In the recent times, diluted magnetic semiconductors (DMS), in particular the ferromagnetic oxides, have been at the forefront of research for spintronics and magneto-optic device applications.^{35, 36} The discovery of ferromagnetism in Co-doped TiO2 with a Curie temperature (TC) exceeding 300 K³⁶ lead the expansion of the field of DMS to oxides, leading to a rapid development of new materials and phenomena arising from a synergy of semiconductor physics and strongly correlated systems. However, in spite of several studies reported on TiO2-based DMS, there is no clear agreement about the nature and origin of the observed ferromagnetism (FM). It is being currently debated whether the observed FM in oxide DMS has anything to do with transition metal (TM) doping or might be solely related to intrinsic defects. Some reports suggested segregation and the formation of TM metal clusters as the origin of FM signal, while most recent results strongly support the intrinsic nature of FM mediated by carriers or defects. These controversial results among research groups suggest that the magnetic properties of DMS materials are critically dependent on fabrication, growth conditions, and doping agents. However, unambiguous determination of the nature of defects responsible for the observed FM remains a considerable challenge to the researchers. Till date, most of the reported FM in undoped TiO₂ was for thin films and nanoparticles (NPs). The observed FM in undoped thin films and NPs are usually weak.

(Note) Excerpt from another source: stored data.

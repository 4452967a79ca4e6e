//! 契约测试共享装配：一个以桩对象驱动的完整运行时。
//!
//! # 模块定位（Why）
//! - 每个契约测试都需要“解释器桩 + 原生引擎桩 + 虚拟时钟 + 已创建的应用实例”，
//!   集中装配避免各测试文件重复拼装；
//! - 事件通过 [`EventSink`] 投递，与真实原生引擎走同一入口。
//!
//! # 使用说明（How）
//! - 各测试文件以 `mod support;` 引入；不同测试目标只用到部分辅助函数，因此允许死代码。

#![allow(dead_code)]

use std::sync::Arc;
use std::sync::atomic::{AtomicU64, Ordering};
use std::time::Duration;

use bytes::Bytes;
use spark_script::test_stubs::{RecordingResponse, RecordingWebSocket, ScriptedEngine, StubNativeEngine};
use spark_script::{
    Application, ConnectionId, EventSink, HttpMethod, ManualClock, NativeEvent, OpCode,
    RequestInfo, Runtime, RuntimeConfig,
};

/// 装配完成的运行时。
pub struct Harness {
    pub scripts: ScriptedEngine,
    pub clock: ManualClock,
    pub native: Arc<StubNativeEngine>,
    pub runtime: Arc<Runtime>,
    next_conn: AtomicU64,
}

impl Harness {
    pub fn new() -> Self {
        Self::with_config(RuntimeConfig::default())
    }

    pub fn with_config(config: RuntimeConfig) -> Self {
        let scripts = ScriptedEngine::new();
        let clock = ManualClock::new();
        let native = Arc::new(StubNativeEngine::new());
        let runtime = Arc::new(
            Runtime::builder()
                .config(config)
                .clock(clock.clone())
                .build(scripts.clone(), native.clone())
                .expect("有效配置必须构建成功"),
        );
        runtime.create_app().expect("创建应用实例");
        Self {
            scripts,
            clock,
            native,
            runtime,
            next_conn: AtomicU64::new(1),
        }
    }

    pub fn app(&self) -> Arc<Application> {
        self.runtime.app().expect("应用实例存在")
    }

    pub fn next_conn(&self) -> ConnectionId {
        ConnectionId::new(self.next_conn.fetch_add(1, Ordering::Relaxed))
    }

    pub fn open_http(&self, method: HttpMethod, url: &str) -> (ConnectionId, Arc<RecordingResponse>) {
        let response = Arc::new(RecordingResponse::new());
        let conn = self.open_request(RequestInfo::new(method, url), response.clone());
        (conn, response)
    }

    pub fn open_request(&self, request: RequestInfo, response: Arc<RecordingResponse>) -> ConnectionId {
        let conn = self.next_conn();
        self.runtime.deliver(NativeEvent::HttpOpen {
            conn,
            request,
            response,
        });
        conn
    }

    pub fn send_body(&self, conn: ConnectionId, chunk: &[u8], last: bool) {
        self.runtime.deliver(NativeEvent::HttpData {
            conn,
            chunk: Bytes::copy_from_slice(chunk),
            last,
        });
    }

    pub fn writable(&self, conn: ConnectionId) {
        self.runtime.deliver(NativeEvent::HttpWritable { conn });
    }

    pub fn abort(&self, conn: ConnectionId) {
        self.runtime.deliver(NativeEvent::HttpAborted { conn });
    }

    pub fn open_ws(&self, url: &str) -> (ConnectionId, Arc<RecordingWebSocket>) {
        let conn = self.next_conn();
        let socket = Arc::new(RecordingWebSocket::new());
        self.runtime.deliver(NativeEvent::WsOpen {
            conn,
            url: url.to_owned(),
            socket: socket.clone(),
        });
        (conn, socket)
    }

    pub fn ws_message(&self, conn: ConnectionId, payload: &[u8], opcode: OpCode) {
        self.runtime.deliver(NativeEvent::WsMessage {
            conn,
            payload: Bytes::copy_from_slice(payload),
            opcode,
        });
    }

    pub fn ws_close(&self, conn: ConnectionId, code: u16, reason: &str) {
        self.runtime.deliver(NativeEvent::WsClose {
            conn,
            code,
            reason: reason.to_owned(),
        });
    }

    /// 推进虚拟时间并执行一次迭代。
    pub fn advance(&self, delta: Duration) {
        self.clock.advance(delta);
        self.runtime.after_iteration();
    }
}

Compared to thin films and nanoparticles, 1D TiO₂ nanostructures such as NWs, NRs and NRbs with high surface area can possess abundant surface defects, thus the intrinsic FM could be enhanced. Our present attempt in this work has been to enhance the magnetic moments which are solely due to intrinsic defects and explore a better understanding about the origin of observed ferromagnetism in undoped 1D TiO2 system through systematic

studies of magnetic, structural and optical properties.¹²² For further enhancement of the FM and to investigate the role of TM in the enhanced FM in TiO2 system, we studied the optical and magnetic properties of Fe doped and Cr doped TiO₂ NRbs by a solvothermal method and Co doped TiO₂ NPs by a ball milling method, and elucidate the mechanism of enhanced FM in TM (Fe, Cr and Co) doped and undoped TiO₂ systems. From the temperature dependence magnetization (M-T) measurement, we observed a high Curie temperature (T_c) of ~793 K, i.e, ferromagnetic to paramagnetic transition, for Co doped TiO₂ NPs¹⁴¹ and it is an important step for the development of practical commercial devices that can operate at and above RT.